== Material for this exercise ==
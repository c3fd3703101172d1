//! HashMap-based memo store.
//!
//! Entries are never evicted: a store lives as long as one
//! [`Engine`][crate::engine::Engine] and is dropped with it.

use std::collections::HashMap;
use std::hash::Hash;

/// A memo table backed by [HashMap], counting lookups.
#[derive(Debug, Clone)]
pub struct HashMapCache<K, V> {
    map: HashMap<K, V>,
    hits: usize,
    misses: usize,
}

impl<K, V> Default for HashMapCache<K, V> {
    fn default() -> Self {
        Self::new(10)
    }
}

impl<K, V> HashMapCache<K, V> {
    /// Creates a new cache with room for `2^bits` entries.
    pub fn new(bits: usize) -> Self {
        Self::with_capacity(1 << bits)
    }

    /// Creates a new cache with pre-allocated capacity.
    pub fn with_capacity(capacity: usize) -> Self {
        Self {
            map: HashMap::with_capacity(capacity),
            hits: 0,
            misses: 0,
        }
    }

    /// Returns the number of entries in the cache.
    pub fn len(&self) -> usize {
        self.map.len()
    }

    /// Returns true if the cache is empty.
    pub fn is_empty(&self) -> bool {
        self.map.is_empty()
    }

    /// Returns the number of cache hits.
    pub fn hits(&self) -> usize {
        self.hits
    }

    /// Returns the number of cache misses.
    pub fn misses(&self) -> usize {
        self.misses
    }

    /// Iterates over all entries, in arbitrary order.
    pub fn iter(&self) -> impl Iterator<Item = (&K, &V)> {
        self.map.iter()
    }

    /// Clears all entries and counters.
    pub fn clear(&mut self) {
        self.map.clear();
        self.hits = 0;
        self.misses = 0;
    }
}

impl<K, V> HashMapCache<K, V>
where
    K: Hash + Eq,
{
    /// Looks up a key in the cache.
    #[inline]
    pub fn get(&mut self, key: &K) -> Option<&V> {
        match self.map.get(key) {
            Some(v) => {
                self.hits += 1;
                Some(v)
            }
            None => {
                self.misses += 1;
                None
            }
        }
    }

    /// Checks for a key without touching the counters.
    #[inline]
    pub fn contains(&self, key: &K) -> bool {
        self.map.contains_key(key)
    }

    /// Inserts a key-value pair into the cache.
    #[inline]
    pub fn insert(&mut self, key: K, value: V) {
        self.map.insert(key, value);
    }
}

#[cfg(test)]
mod tests {
    use super::*;

    #[test]
    fn test_hashmap_cache_basic() {
        let mut cache = HashMapCache::<(u64, u64), String>::new(4);

        cache.insert((1, 2), "a".to_string());
        cache.insert((3, 4), "b".to_string());

        assert_eq!(cache.get(&(1, 2)).map(String::as_str), Some("a"));
        assert_eq!(cache.get(&(3, 4)).map(String::as_str), Some("b"));
        assert_eq!(cache.get(&(5, 6)), None);

        assert_eq!(cache.hits(), 2);
        assert_eq!(cache.misses(), 1);
    }

    #[test]
    fn test_hashmap_cache_contains_does_not_count() {
        let mut cache = HashMapCache::<u64, i32>::new(2);
        cache.insert(7, 42);
        assert!(cache.contains(&7));
        assert!(!cache.contains(&8));
        assert_eq!(cache.hits() + cache.misses(), 0);
    }

    #[test]
    fn test_hashmap_cache_clear() {
        let mut cache = HashMapCache::<(u64, u64), i32>::new(4);

        cache.insert((1, 2), 42);
        assert_eq!(cache.get(&(1, 2)), Some(&42));

        cache.clear();
        assert_eq!(cache.get(&(1, 2)), None);
        assert!(cache.is_empty());
        assert_eq!(cache.hits(), 0);
        assert_eq!(cache.misses(), 1);
    }

    #[test]
    fn test_hashmap_cache_grows() {
        let mut cache = HashMapCache::<(u64, u64), i32>::new(2);

        for i in 0..1000 {
            cache.insert((i, 0), i as i32);
        }

        for i in 0..1000 {
            assert_eq!(cache.get(&(i, 0)), Some(&(i as i32)));
        }

        assert_eq!(cache.len(), 1000);
        assert_eq!(cache.iter().count(), 1000);
    }
}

== Assigned task ==
Look through the records and count each line that holds "usize". Write only the total.

== Solved problem ==
7